Landlords seeking the highest returns for single-family homes should hit the road as rental rates weaken in Atlanta, Phoenix and Las Vegas, where institutional investors have flooded the market.
The best deals, measured by leases and the cost of becoming a landlord, are in Memphis, Tennessee, Saginaw, Michigan and Toledo, Ohio, according to a report today by RealtyTrac, a real estate data provider.
“In a lot of markets across the country, there are still some good opportunities to buy rentals,” Daren Blomquist, vice president of Irvine, California-based RealtyTrac, said in a telephone interview. “You may just have to look a little bit harder.”

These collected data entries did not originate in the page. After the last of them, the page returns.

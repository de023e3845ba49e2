#[cfg(test)]
pub(crate) mod capture;
pub mod log;
pub mod metrics;

pub use self::log::LogManager;
pub use self::metrics::{Metrics, MetricsRecorder};
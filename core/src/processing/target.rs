use crate::projection::UtmZone;
use rand::Rng;

pub const TARGET_ZONE_NUMBERS: [u8; 9] = [19, 20, 21, 22, 23, 24, 25, 26, 27];
pub const TARGET_ZONE_LETTERS: [char; 4] = ['R', 'S', 'T', 'U'];

/// Picks the zone every record of a run is reprojected into.
pub fn select_target_zone<R: Rng + ?Sized>(rng: &mut R) -> UtmZone {
    let number = TARGET_ZONE_NUMBERS[rng.gen_range(0..TARGET_ZONE_NUMBERS.len())];
    let letter = TARGET_ZONE_LETTERS[rng.gen_range(0..TARGET_ZONE_LETTERS.len())];
    UtmZone::new_unchecked(number, letter)
}
use crate::records::RecordStore;
use serde::Serialize;

/// Extent of the georeferenced records in the shared UTM zone.
#[derive(Debug, Clone, Copy, PartialEq, Serialize)]
pub struct BoundingBox {
    pub x_min: f64,
    pub x_max: f64,
    pub y_min: f64,
    pub y_max: f64,
    pub alt_min: f64,
}

pub struct BoundingBoxCalculator;

impl BoundingBoxCalculator {
    /// Returns `None` when no record is georeferenced.
    pub fn compute(store: &RecordStore) -> Option<BoundingBox> {
        let mut bounds: Option<BoundingBox> = None;
        for record in store.iter() {
            let Some(utm) = record.utm() else {
                continue;
            };
            let altitude = record.altitude();
            bounds = Some(match bounds {
                None => BoundingBox {
                    x_min: utm.easting,
                    x_max: utm.easting,
                    y_min: utm.northing,
                    y_max: utm.northing,
                    alt_min: altitude,
                },
                Some(current) => BoundingBox {
                    x_min: current.x_min.min(utm.easting),
                    x_max: current.x_max.max(utm.easting),
                    y_min: current.y_min.min(utm.northing),
                    y_max: current.y_max.max(utm.northing),
                    alt_min: current.alt_min.min(altitude),
                },
            });
        }
        bounds
    }
}
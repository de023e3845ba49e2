pub mod record;
pub mod store;

pub use record::{GeoPosition, GeoRecord, GeoSample};
pub use store::RecordStore;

Margins are shrinking fast in Phoenix, Atlanta and Las Vegas, as low mortgage rates fuel price increases and buyers from private equity firms compete for limited inventory. Blackstone Group LP, the world’s largest private equity firm, has spent $3.5 billion on 20,000 single-family homes, and Thomas Barrack’s Colony Capital LLC has raised $2.2 billion for rentals. In Memphis, a three-bedroom home generates a 10.4 percent annual return on investment compared with 8.8 percent in Phoenix, 9.7 percent in Atlanta and 9.9 percent in Las Vegas, according to the RealtyTrac report.
Prices of existing homes jumped 20.8 percent in Phoenix and 12.4 percent in Atlanta in the year through February, CoreLogic Inc., a real estate information service based in Irvine, California, reported yesterday. That compares with a 10.2 percent U.S. price increase during the period, the biggest year- over-year gain since March 2006, as the Federal Reserve pushed mortgage rates to record lows, potential homebuyers improved their credit scores to better obtain loans, and the pace of foreclosures slowed.

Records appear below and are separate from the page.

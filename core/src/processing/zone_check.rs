use crate::projection::UtmZone;
use crate::records::RecordStore;

/// Result of checking that every georeferenced record shares one zone.
#[derive(Debug, Clone, Copy, PartialEq, Eq)]
pub struct ZoneCheck {
    pub conflict: bool,
    /// Zone of the first georeferenced record; absent when there is none.
    pub zone: Option<UtmZone>,
    /// Records whose zone differs from the baseline.
    pub conflicting: usize,
}

pub struct ZoneValidator;

impl ZoneValidator {
    pub fn validate(store: &RecordStore) -> ZoneCheck {
        let mut baseline: Option<UtmZone> = None;
        let mut conflicting = 0;

        for utm in store.iter().filter_map(|record| record.utm()) {
            match baseline {
                None => baseline = Some(utm.zone),
                Some(zone) if zone != utm.zone => conflicting += 1,
                Some(_) => {}
            }
        }

        ZoneCheck {
            conflict: conflicting > 0,
            zone: baseline,
            conflicting,
        }
    }
}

Rents on single-family homes fell 1.9 percent in Las Vegas in the year through March, while rising just 0.3 percent in Phoenix and 0.8 percent in Atlanta, according to Trulia Inc., a San Francisco-based online real estate information service. U.S. rents rose 2.4 percent year-over-year through March, according to Trulia. The gain was just 0.1 percent for single-family home rents as apartment rates climbed 2.9 percent.
“The supply of single-family rentals has now caught up to meet demand,” Trulia Chief Economist Jed Kolko said in a telephone interview from San Francisco. “For those who’d been counting on appreciating rents to justify that investment in homes, in many markets, that’s over.”
Jon Grabowski, president of Precise Associates Inc., a single-family investor based in Detroit, said he’s been selling homes in Florida, Phoenix and Atlanta while buying in Nashville, Tennessee; Indianapolis, Indiana; and Raleigh and Charlotte, North Carolina.